Genes are stretches of DNA that provide the coded instructions for making proteins.

They generally come in pairs and are housed in the chromosomes, the packaged bundles of DNA inherited from each parent.

However sometimes parts of either chromosome in a pair can be deleted or duplicated. 

When this happens, there can be too many copies of a certain gene or too few.

As a result, a gene might be abnormally active or not active enough.

基因是编码蛋白质的DNA序列，通常它们在染色体中成对出现，而染色体是两条凝缩的DNA链，分别来自于父亲和母亲。但有些时候，一条染色体中的某个区段可能发生丢失或者重复，这样就会导致位于这一区段上面的基因数量减少或是增加，最后的结果就是这个基因可能会异常的沉默或者活跃。

As regards the 'skinny gene', Prof Froguel said: 'The dogma is that we have two copies of each gene, but this isn't really true.

'The genome is full of holes where genes are lost, and in other places we have extra copies of genes. In many cases, duplications and deletions have no effect, but occasionally they can lead to disease.

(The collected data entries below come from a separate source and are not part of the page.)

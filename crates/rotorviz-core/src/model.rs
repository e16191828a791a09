//! The rotor data model: shaft segments, components, mode shapes.
//!
//! `SimulationData` is the single shared root that everything else reads.
//! Wire format uses camelCase field names so files round-trip with the
//! desktop tooling that produced the original datasets.

use serde::{Deserialize, Serialize};

// ---------------------------------------------------------------------------
// Shaft geometry
// ---------------------------------------------------------------------------

/// One axial element of the discretized shaft.
///
/// Segments form a dense, ordered sequence: `index` runs 0..N-1 and the
/// normalized axial span is split evenly (`length` is usually 1/N). Only the
/// edit engine mutates segments after load.
#[derive(Debug, Clone, PartialEq, Serialize, Deserialize)]
#[serde(rename_all = "camelCase")]
pub struct ShaftSegment {
    pub index: usize,
    /// Normalized axial length of this element.
    pub length: f64,
    /// Outer diameter, normalized relative to the largest stage.
    pub outer_diameter: f64,
    pub material_id: String,
    /// Optional display override; when absent the material color is used.
    #[serde(default, skip_serializing_if = "Option::is_none")]
    pub color: Option<String>,
    /// Station annotation ("HP Inlet", "L-0 Stage", ...).
    #[serde(default, skip_serializing_if = "Option::is_none")]
    pub label: Option<String>,
}

// ---------------------------------------------------------------------------
// Components and bearing physics
// ---------------------------------------------------------------------------

/// High-level machine element mounted on (or supporting) the shaft.
#[derive(Debug, Clone, Copy, PartialEq, Eq, Serialize, Deserialize)]
#[serde(rename_all = "lowercase")]
pub enum ComponentKind {
    Bearing,
    Disc,
    Shaft,
    Coupling,
    Seal,
}

impl ComponentKind {
    pub fn as_str(self) -> &'static str {
        match self {
            Self::Bearing => "bearing",
            Self::Disc => "disc",
            Self::Shaft => "shaft",
            Self::Coupling => "coupling",
            Self::Seal => "seal",
        }
    }
}

/// One speed-dependent coefficient: `constant + linear*w + quadratic*w^2`
/// with `w` the shaft speed in rad/s.
#[derive(Debug, Clone, Copy, Default, PartialEq, Serialize, Deserialize)]
pub struct SpeedCoefficient {
    pub constant: f64,
    #[serde(default)]
    pub linear: f64,
    #[serde(default)]
    pub quadratic: f64,
}

impl SpeedCoefficient {
    pub const fn constant(value: f64) -> Self {
        Self {
            constant: value,
            linear: 0.0,
            quadratic: 0.0,
        }
    }

    /// Evaluate at a shaft speed given in RPM.
    pub fn eval(&self, rpm: f64) -> f64 {
        let w = rpm * 2.0 * std::f64::consts::PI / 60.0;
        self.constant + self.linear * w + self.quadratic * w * w
    }
}

/// Full 2x2 stiffness/damping matrix of a journal bearing, each entry
/// speed-dependent. Cross terms (`kxy`, `kyx`) model the oil-film forces
/// that drive whirl instability.
#[derive(Debug, Clone, Copy, Default, PartialEq, Serialize, Deserialize)]
pub struct BearingPhysics {
    pub kxx: SpeedCoefficient,
    pub kxy: SpeedCoefficient,
    pub kyx: SpeedCoefficient,
    pub kyy: SpeedCoefficient,
    pub cxx: SpeedCoefficient,
    pub cxy: SpeedCoefficient,
    pub cyx: SpeedCoefficient,
    pub cyy: SpeedCoefficient,
}

/// All eight coefficients evaluated at one shaft speed.
#[derive(Debug, Clone, Copy, Serialize)]
pub struct EffectiveCoefficients {
    pub rpm: f64,
    pub kxx: f64,
    pub kxy: f64,
    pub kyx: f64,
    pub kyy: f64,
    pub cxx: f64,
    pub cxy: f64,
    pub cyx: f64,
    pub cyy: f64,
}

impl BearingPhysics {
    pub fn evaluate(&self, rpm: f64) -> EffectiveCoefficients {
        EffectiveCoefficients {
            rpm,
            kxx: self.kxx.eval(rpm),
            kxy: self.kxy.eval(rpm),
            kyx: self.kyx.eval(rpm),
            kyy: self.kyy.eval(rpm),
            cxx: self.cxx.eval(rpm),
            cxy: self.cxy.eval(rpm),
            cyx: self.cyx.eval(rpm),
            cyy: self.cyy.eval(rpm),
        }
    }
}

/// Bearing, coupling, or other machine element at a normalized axial position.
#[derive(Debug, Clone, PartialEq, Serialize, Deserialize)]
#[serde(rename_all = "camelCase")]
pub struct RotorComponent {
    pub id: String,
    pub name: String,
    #[serde(rename = "type")]
    pub kind: ComponentKind,
    /// Normalized axial position in [0, 1], independent of segment indices.
    pub position: f64,
    #[serde(default, skip_serializing_if = "Option::is_none")]
    pub width: Option<f64>,
    #[serde(default, skip_serializing_if = "Option::is_none")]
    pub diameter: Option<f64>,
    #[serde(default, skip_serializing_if = "Option::is_none")]
    pub physics: Option<BearingPhysics>,
}

impl RotorComponent {
    /// Bearings and couplings are drawn as shaft supports in every view.
    pub fn is_support(&self) -> bool {
        matches!(self.kind, ComponentKind::Bearing | ComponentKind::Coupling)
    }

    /// Index of the shaft segment closest to this component's position.
    pub fn nearest_segment(&self, segment_count: usize) -> usize {
        if segment_count == 0 {
            return 0;
        }
        let idx = (self.position * (segment_count - 1) as f64).round();
        (idx.max(0.0) as usize).min(segment_count - 1)
    }
}

// ---------------------------------------------------------------------------
// Mode shapes
// ---------------------------------------------------------------------------

/// One natural mode of the rotor: critical speed plus its deflection curve.
///
/// `displacements` holds normalized deflection magnitudes sampled along the
/// shaft. The curve length is independent of the segment count; use
/// [`crate::sampler::sample`] to read it at a segment.
#[derive(Debug, Clone, PartialEq, Serialize, Deserialize)]
#[serde(rename_all = "camelCase")]
pub struct ModeShape {
    pub order: u32,
    pub frequency_hz: f64,
    pub rpm: f64,
    /// Quality factor; damping ratio is `1 / (2 * qFactor)`.
    pub q_factor: f64,
    pub description: String,
    pub displacements: Vec<f64>,
}

impl ModeShape {
    /// Modal damping ratio zeta = 1/(2Q).
    pub fn damping_ratio(&self) -> f64 {
        1.0 / (2.0 * self.q_factor)
    }
}

// ---------------------------------------------------------------------------
// Simulation root
// ---------------------------------------------------------------------------

/// The complete rotor model. Replaced wholesale on load, field-mutated by
/// the edit engine; every other module is a pure reader.
#[derive(Debug, Clone, PartialEq, Serialize, Deserialize)]
#[serde(rename_all = "camelCase")]
pub struct SimulationData {
    /// High-level components (bearings, couplings) for supports and labels.
    pub rotors: Vec<RotorComponent>,
    /// The discretized shaft the renderers and sampler operate on.
    pub shaft_segments: Vec<ShaftSegment>,
    pub modes: Vec<ModeShape>,
}

impl SimulationData {
    pub fn segment_count(&self) -> usize {
        self.shaft_segments.len()
    }

    /// Components drawn as shaft supports (bearings and couplings), in order.
    pub fn supports(&self) -> impl Iterator<Item = &RotorComponent> {
        self.rotors.iter().filter(|c| c.is_support())
    }

    /// Structural validation applied to every loaded dataset.
    ///
    /// Rejects empty segment or mode lists and non-contiguous segment
    /// indices; the renderers and sampler assume all three.
    pub fn validate(&self) -> Result<(), String> {
        if self.shaft_segments.is_empty() {
            return Err("shaftSegments must not be empty".to_string());
        }
        if self.modes.is_empty() {
            return Err("modes must not be empty".to_string());
        }
        for (i, seg) in self.shaft_segments.iter().enumerate() {
            if seg.index != i {
                return Err(format!(
                    "segment at position {i} has index {} (indices must be contiguous from 0)",
                    seg.index
                ));
            }
        }
        for mode in &self.modes {
            if mode.q_factor <= 0.0 {
                return Err(format!(
                    "mode {} has non-positive qFactor {}",
                    mode.order, mode.q_factor
                ));
            }
        }
        Ok(())
    }
}

// ---------------------------------------------------------------------------
// Tests
// ---------------------------------------------------------------------------

#[cfg(test)]
mod tests {
    use super::*;

    fn minimal_data() -> SimulationData {
        SimulationData {
            rotors: vec![],
            shaft_segments: vec![ShaftSegment {
                index: 0,
                length: 1.0,
                outer_diameter: 0.5,
                material_id: "steel".to_string(),
                color: None,
                label: None,
            }],
            modes: vec![ModeShape {
                order: 1,
                frequency_hz: 12.5,
                rpm: 750.0,
                q_factor: 4.5,
                description: "first bending".to_string(),
                displacements: vec![0.0, 1.0, 0.0],
            }],
        }
    }

    #[test]
    fn test_validate_accepts_minimal_data() {
        assert!(minimal_data().validate().is_ok());
    }

    #[test]
    fn test_validate_rejects_empty_segments() {
        let mut data = minimal_data();
        data.shaft_segments.clear();
        let err = data.validate().unwrap_err();
        assert!(err.contains("shaftSegments"), "unexpected message: {err}");
    }

    #[test]
    fn test_validate_rejects_empty_modes() {
        let mut data = minimal_data();
        data.modes.clear();
        assert!(data.validate().unwrap_err().contains("modes"));
    }

    #[test]
    fn test_validate_rejects_non_contiguous_indices() {
        let mut data = minimal_data();
        data.shaft_segments[0].index = 7;
        let err = data.validate().unwrap_err();
        assert!(err.contains("contiguous"), "unexpected message: {err}");
    }

    #[test]
    fn test_validate_rejects_non_positive_q() {
        let mut data = minimal_data();
        data.modes[0].q_factor = 0.0;
        assert!(data.validate().unwrap_err().contains("qFactor"));
    }

    #[test]
    fn test_coefficient_eval_constant_only_at_zero_rpm() {
        let c = SpeedCoefficient::constant(2.5e8);
        assert_eq!(c.eval(0.0), 2.5e8);
        assert_eq!(c.eval(3600.0), 2.5e8);
    }

    #[test]
    fn test_coefficient_eval_linear_and_quadratic_terms() {
        let c = SpeedCoefficient {
            constant: 100.0,
            linear: 2.0,
            quadratic: 0.5,
        };
        // 60 RPM -> w = 2*pi rad/s.
        let w = 2.0 * std::f64::consts::PI;
        let expected = 100.0 + 2.0 * w + 0.5 * w * w;
        assert!((c.eval(60.0) - expected).abs() < 1e-9);
    }

    #[test]
    fn test_nearest_segment_rounds_to_closest_station() {
        let comp = RotorComponent {
            id: "brg1".to_string(),
            name: "Bearing #1".to_string(),
            kind: ComponentKind::Bearing,
            position: 0.11,
            width: Some(0.05),
            diameter: Some(0.25),
            physics: None,
        };
        // 0.11 * 99 = 10.89 -> 11
        assert_eq!(comp.nearest_segment(100), 11);
        assert_eq!(comp.nearest_segment(1), 0);
        assert_eq!(comp.nearest_segment(0), 0);
    }

    #[test]
    fn test_wire_format_uses_camel_case() {
        let json = serde_json::to_string(&minimal_data()).unwrap();
        assert!(json.contains("\"shaftSegments\""));
        assert!(json.contains("\"outerDiameter\""));
        assert!(json.contains("\"materialId\""));
        assert!(json.contains("\"frequencyHz\""));
        assert!(json.contains("\"qFactor\""));
    }

    #[test]
    fn test_component_kind_wire_names_are_lowercase() {
        let kind = serde_json::to_string(&ComponentKind::Bearing).unwrap();
        assert_eq!(kind, "\"bearing\"");
        let parsed: ComponentKind = serde_json::from_str("\"coupling\"").unwrap();
        assert_eq!(parsed, ComponentKind::Coupling);
    }

    #[test]
    fn test_missing_coefficient_terms_default_to_zero() {
        let c: SpeedCoefficient = serde_json::from_str(r#"{"constant": 4.0}"#).unwrap();
        assert_eq!(c.linear, 0.0);
        assert_eq!(c.quadratic, 0.0);
        assert_eq!(c.eval(1000.0), 4.0);
    }

    #[test]
    fn test_damping_ratio_from_q() {
        let mode = &minimal_data().modes[0];
        assert!((mode.damping_ratio() - 1.0 / 9.0).abs() < 1e-12);
    }
}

再回到“瘦身”基因上，“理论上，每个基因都要两个拷贝，但实际上不完全是这样。”弗罗盖尔教授说，“基因组中有缺失的区段，上面基因就会丢失，而在其他位置的基因也可能存在多余的拷贝。大多数情况下，基因的重复和缺失并不会对人体造成任何影响，但某些情况下它们会导致疾病。”

'So far, we have discovered a large number of genetic changes that lead to obesity. 

'It seems that we have plenty of systems that increase appetite since eating is so important - you can suppress one and nothing happens. 

“迄今为止，我们找到了很多导致肥胖的遗传突变。毕竟，人是铁饭是钢，人体内看起来需要很多体系来增进食欲，某一个体系被抑制了并无影响。”

'This is the first genetic cause of extreme thinness that has been identified.'

Duplications in the same region have also been linked to schizophrenia, while deletions are associated with autism.

“这是首次鉴定到会使人非常苗条的遗传因子。”“瘦身”基因所在的染色体区段，如果发生重复还会导致精神分裂症，而缺失则会引起孤独症。